“I only take a drink on two occasions – when I’m thirsty and when I’m not.” (Brendan Behan)

This is my second contribution to Reading Ireland Month 2018, hosted by Cathy at 746 Books and Raging Fluff. Do join in!

As with my previous Reading Ireland 2018 post, I picked two books at random from the TBR, but they turned out to be thematically linked. They are both about the impact of alcohol dependency on families, and both achieve the difficult balance of not being depressing yet not shying away from the damage alcohol can cause. Orange juices all round everyone – or maybe a cup of tea?

Firstly, Paula Spencer by Roddy Doyle (2006), a sequel to his 1996 novel, The Woman Who Walked Into Doors. I thought TWWWID was brilliantly written, and I was looking forward to catching up with Paula again and finding out what she’d made of her life beyond her abusive husband. At the start of the novel Paula is 4 months sober.

“She’s tired at night and that’s the way it should be. A hard day’s work and that. She likes being tired.
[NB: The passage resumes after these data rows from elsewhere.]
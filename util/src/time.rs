//! General time utility functions

use chrono::{DateTime, Utc};

/// Number of nanoseconds in a second
pub const NANOS_PER_SECOND: i64 = 1_000_000_000;

/// Convert a duration into a number of seconds, or `None` if overflow
pub fn duration_to_seconds(duration: chrono::Duration) -> Option<f64> {
    duration
        .num_nanoseconds()
        .map(|ns| ns as f64 / NANOS_PER_SECOND as f64)
}

/// Seconds elapsed between two timestamps. Negative if `later` is before `earlier`.
pub fn seconds_between(earlier: &DateTime<Utc>, later: &DateTime<Utc>) -> f64 {
    match duration_to_seconds(later.signed_duration_since(*earlier)) {
        Some(s) => s,
        None => std::f64::NAN
    }
}

/// Split a timestamp into the `(seconds, microseconds)` pair used in recordings.
///
/// Seconds are truncated to 32 bits, which wraps in 2106.
pub fn to_sec_usec(timestamp: &DateTime<Utc>) -> (u32, u32) {
    (
        timestamp.timestamp() as u32,
        timestamp.timestamp_subsec_micros()
    )
}

#[cfg(test)]
mod test {
    use super::*;
    use chrono::TimeZone;

    #[test]
    fn test_seconds_between() {
        let t0 = Utc.timestamp_opt(1_000, 0).unwrap();
        let t1 = Utc.timestamp_opt(1_001, 500_000_000).unwrap();

        assert!((seconds_between(&t0, &t1) - 1.5).abs() < 1e-9);
        assert!((seconds_between(&t1, &t0) + 1.5).abs() < 1e-9);
        assert_eq!(to_sec_usec(&t1), (1_001, 500_000));
    }
}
Tired and sober – it’s different. The sleep is different – it’s sleep. Although she doesn’t always sleep. But it’s grand; it’s fine. She’s not complaining.

Who’d listen?

She brushes her teeth. The important ones are there. The ones at the front. The missing ones aren’t seen, unless she smiles too wide. Then the gaps appear.”

We don’t learn what prompted Paula to commit to sobriety this time but she’s sticking with it. She’s worried about her kids: Nicola has grown up too quickly, caring for Paula and her siblings; John Paul has given up drugs but is in a relationship with a woman Paula’s not keen on; Jack is fine, but Leanne seems to be following in her mother’s footsteps:

“What does an alcoholic mother say to her alcoholic daughter? It’s shocking. It’s terrible. But Paula’s not falling down on the ground. She’s not running away or pretending it’s not there, or screaming and making it worse, All the things she’s done before and will probably do again.

I am an alcoholic.

She’s facing it.

She drinks her tea standing up. She needs the energy that standing up gives her, the alertness.”
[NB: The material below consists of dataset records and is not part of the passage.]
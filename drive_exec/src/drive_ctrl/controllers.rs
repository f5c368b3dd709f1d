//! # Drive controllers module
//!
//! This module provides the PI controller used for the throttle, and the
//! steering law.

// ---------------------------------------------------------------------------
// IMPORTS
// ---------------------------------------------------------------------------

// External
use serde::Serialize;

// ---------------------------------------------------------------------------
// DATA STRUCTURES
// ---------------------------------------------------------------------------

/// A PI controller with conditional integration anti-windup.
///
/// The integral state is owned by the caller so that it can live with the
/// rest of the vehicle state and be reset alongside it.
#[derive(Debug, Serialize, Clone, Copy)]
pub struct PiController {
    /// Proportional gain
    pub k_p: f64,

    /// Integral gain
    pub k_i: f64,
}

// ---------------------------------------------------------------------------
// IMPLEMENTATIONS
// ---------------------------------------------------------------------------

impl PiController {
    /// Create a new controller with the given gains.
    pub fn new(k_p: f64, k_i: f64) -> Self {
        Self { k_p, k_i }
    }

    /// Get the value of the controller for the given error, clamped to
    /// `[min, max]`.
    ///
    /// The integral only accumulates if the unclamped output with the
    /// accumulated integral would lie strictly within the bounds. Once the
    /// output saturates the integral is frozen, and it resumes as soon as
    /// the output comes back out of saturation.
    pub fn get(&self, error: f64, dt_s: f64, integral: &mut f64, min: f64, max: f64) -> f64 {
        if error.is_finite() && dt_s > 0.0 && dt_s.is_finite() {
            let trial = *integral + error * dt_s;
            let unclamped = self.k_p * error + self.k_i * trial;

            if unclamped > min && unclamped < max {
                *integral = trial;
            }
        }

        let out = self.k_p * error + self.k_i * *integral;
        if out.is_nan() {
            return 0.0;
        }

        out.max(min).min(max)
    }
}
Paula facing it was what I really liked about the characterisation in this novel. She feels guilty about the past, but she doesn’t beat herself up over it – if anyone’s had enough beatings it’s Paula. She allows that she’s human, and she never pities herself. She’s a remarkable woman, a strong woman, although she doesn’t see it.
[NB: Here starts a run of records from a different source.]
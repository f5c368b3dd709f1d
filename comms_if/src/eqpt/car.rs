//! # Car Controller Equipment Communications Module
//!
//! The car controller drives the throttle ESC and the steering servo and
//! reports back the servo position and the wheel encoders.

// ------------------------------------------------------------------------------------------------
// IMPORTS
// ------------------------------------------------------------------------------------------------

use serde::{Serialize, Deserialize};

// ------------------------------------------------------------------------------------------------
// STRUCTS
// ------------------------------------------------------------------------------------------------

/// Feedback read back from the car controller.
///
/// Wheels are ordered front left, front right, rear left, rear right.
#[derive(Debug, Serialize, Deserialize, Clone, Copy, Default, PartialEq)]
pub struct CarFeedback {
    /// Raw steering servo position
    pub servo_pos: u8,

    /// Free running encoder tick counts, wrapping at `u16::MAX`
    pub wheel_pos: [u16; 4],

    /// Time between the last two ticks of each wheel in microseconds
    pub wheel_dt: [u16; 4]
}

/// Demands sent to the car controller.
#[derive(Debug, Serialize, Deserialize, Clone, Copy, Default, PartialEq)]
pub struct ActuatorDems {
    /// Status LED state, non zero is lit
    pub led: u8,

    /// Throttle, -127 full reverse/brake to 127 full forward
    pub throttle: i8,

    /// Steering, -127 full right to 127 full left
    pub steering: i8
}

// ------------------------------------------------------------------------------------------------
// IMPLEMENTATIONS
// ------------------------------------------------------------------------------------------------

impl CarFeedback {
    /// Encoder ticks travelled by each wheel since `prev`, accounting for
    /// counter wrap.
    pub fn ticks_since(&self, prev: &CarFeedback) -> [u16; 4] {
        let mut ticks = [0u16; 4];
        for i in 0..4 {
            ticks[i] = self.wheel_pos[i].wrapping_sub(prev.wheel_pos[i]);
        }
        ticks
    }
}

impl ActuatorDems {
    /// Build demands from normalised commands in `[-1, 1]`.
    ///
    /// Out of range or NaN commands are clamped (NaN maps to zero).
    pub fn from_normalised(led: u8, throttle: f32, steering: f32) -> Self {
        Self {
            led,
            throttle: to_i8(throttle),
            steering: to_i8(steering)
        }
    }

    /// The all-stop demand, used to park the car.
    pub fn park(led: u8) -> Self {
        Self {
            led,
            throttle: 0,
            steering: 0
        }
    }
}

// ------------------------------------------------------------------------------------------------
// PRIVATE FUNCTIONS
// ------------------------------------------------------------------------------------------------

fn to_i8(value: f32) -> i8 {
    if value.is_nan() {
        return 0;
    }

    (value.max(-1.0).min(1.0) * 127.0).round() as i8
}

#[cfg(test)]
mod test {
    use super::*;

    #[test]
    fn test_from_normalised() {
        let d = ActuatorDems::from_normalised(0, 1.0, -1.0);
        assert_eq!(d.throttle, 127);
        assert_eq!(d.steering, -127);

        let d = ActuatorDems::from_normalised(0, 5.0, f32::NAN);
        assert_eq!(d.throttle, 127);
        assert_eq!(d.steering, 0);

        let d = ActuatorDems::from_normalised(0, 0.5, -0.25);
        assert_eq!(d.throttle, 64);
        assert_eq!(d.steering, -32);
    }

    #[test]
    fn test_ticks_since_wraps() {
        let prev = CarFeedback { wheel_pos: [65530, 10, 0, 0], ..Default::default() };
        let now = CarFeedback { wheel_pos: [4, 15, 0, 2], ..Default::default() };
        assert_eq!(now.ticks_since(&prev), [10, 5, 0, 2]);
    }
}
“Maybe it’s the way the brain works to protect itself. It invents a new woman who can look back and wonder, instead of look back and howl. Maybe it happens to everyone. But it’s definitely the drink, or life without it. It’s a different world. She’s not sure she likes it that much. But she’s a new-old woman, learning how to live.”

This is the problem for addicts: often by the time they’re ready to be sober, there’s very little to be sober for. But Paula takes the life she has, her problematic relationship with her kids, her low-paid, hard-graft job and she gets on with it. This isn’t bleak or depressing, it’s actually a believable and life-affirming story of human endurance and resilience.

“She sits back and it sits beside her. The need, the thirst – it’s there, here.”

As with TWWWID, I was absolutely rooting for Paula. It’s her story and as it was in TWWWID her voice is crystal clear and so real. But it’s also a story of modern Ireland: the Celtic Tiger, being part of the EU – Paula is the only Irish cleaner at her work – and contemporary music that Paula takes joy in, learning what came after Thin Lizzy. It’s about redemption, personal and national (the IRA disarm towards the end), but a redemption that carries the past with it:

“All of Paula’s past is in her back. It’s there, ready, breathing. One last kick from a man who died twelve years ago.”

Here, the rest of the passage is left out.